Estadão
07/07/2020

Por Humberto Dantas

Autores do texto:

Bruno Magalhães é líder MLG, pós-graduado no Master em Liderança e Gestão Pública (MLG), mestre em Democracia y Buen Gobierno pela Universidad de Salamanca. Servidor público estadual em Minas Gerais, coordena o Curso Superior de Administração Pública da Escola de Governo Professor Paulo Neves de Carvalho da Fundação João Pinheiro/MG. É estudante de mestrado em Gestão de Políticas Públicas na USP e da especialização em Estatística pela UFMG.

Thiago Pedrino Simão é líder MLG, pós-graduado no Master em Liderança e Gestão Pública (MLG), em Administração Pública e em Direito Administrativo e Constitucional. É Chefe de Gabinete do Deputado Federal Geninho Zuliani (DEM-SP), Relator da Comissão Especial do Marco Legal do Saneamento na Câmara dos Deputados.

No texto, os autores trazem à tona a pauta do Novo Marco do Saneamento, pontuando que o projeto é de extrema importância no sentido de superar um problema estrutural. Para isso, trazem avaliações positivas e críticas, principalmente no que diz respeito à superação das desigualdades regionais. Entenda:

A fins de junho, o Senado aprovou o texto final do novo marco legal do saneamento básico (PL 4.162/2019), sem acréscimo ao relatório aprovado na Câmara dos Deputados em meados de dezembro último. A aprovação animou o debate nas redes sociais. Entre entusiastas havia os que comemoravam uma solução definitiva para o histórico problema do saneamento básico no país. Entre opositores houve quem lamentasse a entrega desse importante serviço público à iniciativa privada. Este artigo argumenta que o projeto não garante uma coisa nem outra, mas é uma importante iniciativa no sentido de agregar instrumentos de política pública para a superação de um problema estrutural que há muito passou do nível da urgência, com drásticas proporções na saúde pública, na agricultura, na segurança alimentar e no desenvolvimento social e econômico.

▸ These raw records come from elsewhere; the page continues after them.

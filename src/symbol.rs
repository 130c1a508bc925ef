use std::{
    fmt,
    hash::{Hash, Hasher},
    sync::{
        atomic::{AtomicU64, Ordering},
        Arc,
    },
};

static NEXT_SYMBOL_ID: AtomicU64 = AtomicU64::new(1);

/// An opaque token naming one injectable value slot.
///
/// Symbols are compared by identity: two symbols created with the same description are still
/// different symbols. Clones share the identity of the original.
///
/// ```
/// # use prosper::Symbol;
/// let greeting = Symbol::new("greeting");
/// assert_eq!(greeting, greeting.clone());
/// assert_ne!(greeting, Symbol::new("greeting"));
/// ```
#[derive(Clone)]
pub struct Symbol {
    id: u64,
    description: Arc<str>,
}

impl Symbol {
    /// Create a new unique symbol. `description` is only used in diagnostics.
    pub fn new(description: impl Into<Arc<str>>) -> Symbol {
        Symbol {
            id: NEXT_SYMBOL_ID.fetch_add(1, Ordering::Relaxed),
            description: description.into(),
        }
    }

    /// Human-readable description given on creation.
    pub fn description(&self) -> &str {
        &self.description
    }
}

impl PartialEq for Symbol {
    fn eq(&self, other: &Self) -> bool {
        self.id == other.id
    }
}

impl Eq for Symbol {}

impl Hash for Symbol {
    fn hash<H: Hasher>(&self, state: &mut H) {
        self.id.hash(state);
    }
}

impl fmt::Debug for Symbol {
    fn fmt(&self, f: &mut fmt::Formatter<'_>) -> fmt::Result {
        write!(f, "Symbol({}#{})", self.description, self.id)
    }
}

impl fmt::Display for Symbol {
    fn fmt(&self, f: &mut fmt::Formatter<'_>) -> fmt::Result {
        write!(f, "{:?}", self.description)
    }
}

impl log::kv::ToValue for Symbol {
    fn to_value(&self) -> log::kv::Value {
        log::kv::Value::from_display(self)
    }
}
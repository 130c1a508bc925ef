use crate::{ExperimentId, Variant};

/// Canonical experiment definition as kept by an [`ExperimentStore`](crate::ExperimentStore).
///
/// A loaded [`Experiment`](crate::Experiment) is a local projection of its definition: refreshing
/// replaces the experiment's id, enabled flag and variants with the ones stored here.
#[derive(Debug, Clone)]
pub struct ExperimentDefinition {
    /// Store-assigned id. `None` for a definition that was never persisted.
    pub id: Option<ExperimentId>,
    pub name: String,
    pub variants: Vec<Variant>,
    pub is_enabled: bool,
    pub variant_index: usize,
}

impl ExperimentDefinition {
    /// Names of the variants, in order.
    pub fn variant_names(&self) -> impl Iterator<Item = &str> {
        self.variants.iter().map(Variant::name)
    }
}
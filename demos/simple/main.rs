use std::sync::Arc;

use prosper::{
    scope, ExperimentConfig, ExperimentDefinition, FixedAlgorithm, InMemoryStore, Pick, Registry,
    Symbol, UserId, Variant,
};

#[tokio::main]
pub async fn main() -> prosper::Result<()> {
    env_logger::init();

    let headline = Symbol::new("headline");
    let variants = vec![
        Variant::new("control").with_pick(&headline, "Welcome back"),
        Variant::new("urgent").with_pick(&headline, "Only 3 seats left!"),
    ];

    // The store holds the canonical definition, as a database would.
    let store = Arc::new(InMemoryStore::with_definition(ExperimentDefinition {
        id: Some("homepage-headline".into()),
        name: "homepage-headline".to_owned(),
        variants: variants.clone(),
        is_enabled: true,
        variant_index: 0,
    }));

    let headline_pick: Pick<String> = prosper::pick(headline);

    // A real deployment plugs in a bandit here. This one hands out variants by user position.
    for (index, user) in ["alice", "bob"].into_iter().enumerate() {
        let store = store.clone();
        let variants = variants.clone();
        let setup = move || {
            Registry::new().with_experiment(
                ExperimentConfig::new("homepage-headline")
                    .variants(variants.clone())
                    .shared_store(store.clone())
                    .algorithm(FixedAlgorithm::new(index))
                    .assignment_logger(|event| println!("Assigned: {:?}", event))
                    .to_experiment()?,
            )
        };

        let user_id = UserId::from(user);
        let text = scope::run(setup, |registry| {
            let headline_pick = headline_pick.clone();
            async move {
                // Load the stored definition and this user's assignment.
                registry.refresh_all(Some(&user_id)).await?;
                headline_pick.get_cloned()
            }
        })
        .await?;

        println!("{user} sees: {text}");
    }

    println!("Stored assignments: {}", store.user_variant_count());
    Ok(())
}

Primeiramente, é preciso compreender a situação do acesso aos serviços de saneamento no Brasil. Se por um lado o acesso à água no país é quase universal, representando 97,6% dos domicílios com acesso à água canalizada, por outro a situação do saneamento básico é dramática, apenas 62,3% dos domicílios conectados à rede geral de esgoto sanitário e outros 5,6% com fossa séptica ligada à rede. A coleta direta de lixo, por sua vez, é realizada em 84,4% dos municípios. Importante ressaltar a expressiva desigualdade regional. Na região norte, por exemplo, 29,6% dos domicílios não possuem rede de esgoto, sendo seu despejo direto na natureza. A região nordeste apresenta índices de 22,1%, enquanto na região sudeste o percentual é de 5,5%. Os lixões, que deveriam ter desaparecido em 2014, ainda existem em 2.810 municípios (o Brasil tem 5.570). Os dados são do IBGE e do Plano Nacional de Resíduos Sólidos.

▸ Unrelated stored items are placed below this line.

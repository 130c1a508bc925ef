use std::sync::Arc;

use criterion::{black_box, criterion_group, criterion_main, Criterion, Throughput};

use prosper::{scope, ExperimentConfig, Pick, Registry, Symbol, Variant};

fn registry(symbols: &[Symbol]) -> Registry {
    let mut registry = Registry::new();
    for (i, symbol) in symbols.iter().enumerate() {
        let experiment = ExperimentConfig::new(format!("experiment-{i}"))
            .variant(Variant::new("control").with_pick(symbol, i as i64))
            .variant(Variant::new("b").with_pick(symbol, -(i as i64)))
            .enabled(true)
            .to_experiment()
            .unwrap();
        registry.add(experiment).unwrap();
    }
    registry
}

fn criterion_benchmark(c: &mut Criterion) {
    let symbols: Vec<Symbol> = (0..100).map(|i| Symbol::new(format!("pick-{i}"))).collect();
    let registry = Arc::new(registry(&symbols));
    let symbol = symbols[42].clone();

    {
        let mut group = c.benchmark_group("registry");
        group.throughput(Throughput::Elements(1));
        group.bench_function("resolve", |b| {
            b.iter(|| registry.resolve(black_box(&symbol)).unwrap())
        });
        group.bench_function("pick", |b| {
            b.iter(|| registry.pick::<i64>(black_box(&symbol)).unwrap())
        });
        group.finish();
    }

    {
        let mut group = c.benchmark_group("accessor");
        group.throughput(Throughput::Elements(1));

        let fixed: Pick<i64> = Pick::from_registry(registry.clone(), symbol.clone());
        group.bench_function("from_registry", |b| b.iter(|| fixed.get().unwrap()));

        let scoped: Pick<i64> = prosper::pick(symbol.clone());
        let guard = scope::bind(registry.clone()).unwrap();
        group.bench_function("from_scope", |b| b.iter(|| scoped.get().unwrap()));
        guard.exit();

        group.finish();
    }
}

criterion_group!(benches, criterion_benchmark);
criterion_main!(benches);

Pois bem, diante desse cenário, as principais medidas apresentadas pelo novo marco legal do saneamento básico são: (i) possibilidade de prestação direta do serviço pelo município ou continuidade dos contratos de programas já firmados entre os entes municipais e as empresas públicas estaduais; (ii) possibilidade de regularização das situações de fato existentes, mediante conversão em contratos de programa até março de 2022; e (iii) estabelecimento de contrato de concessão, mediante aprovação do Poder Executivo Titular ou privatização, mediante aprovação da respectiva Câmara Municipal, com prioridade no recebimento de recursos federais. Vamos a elas.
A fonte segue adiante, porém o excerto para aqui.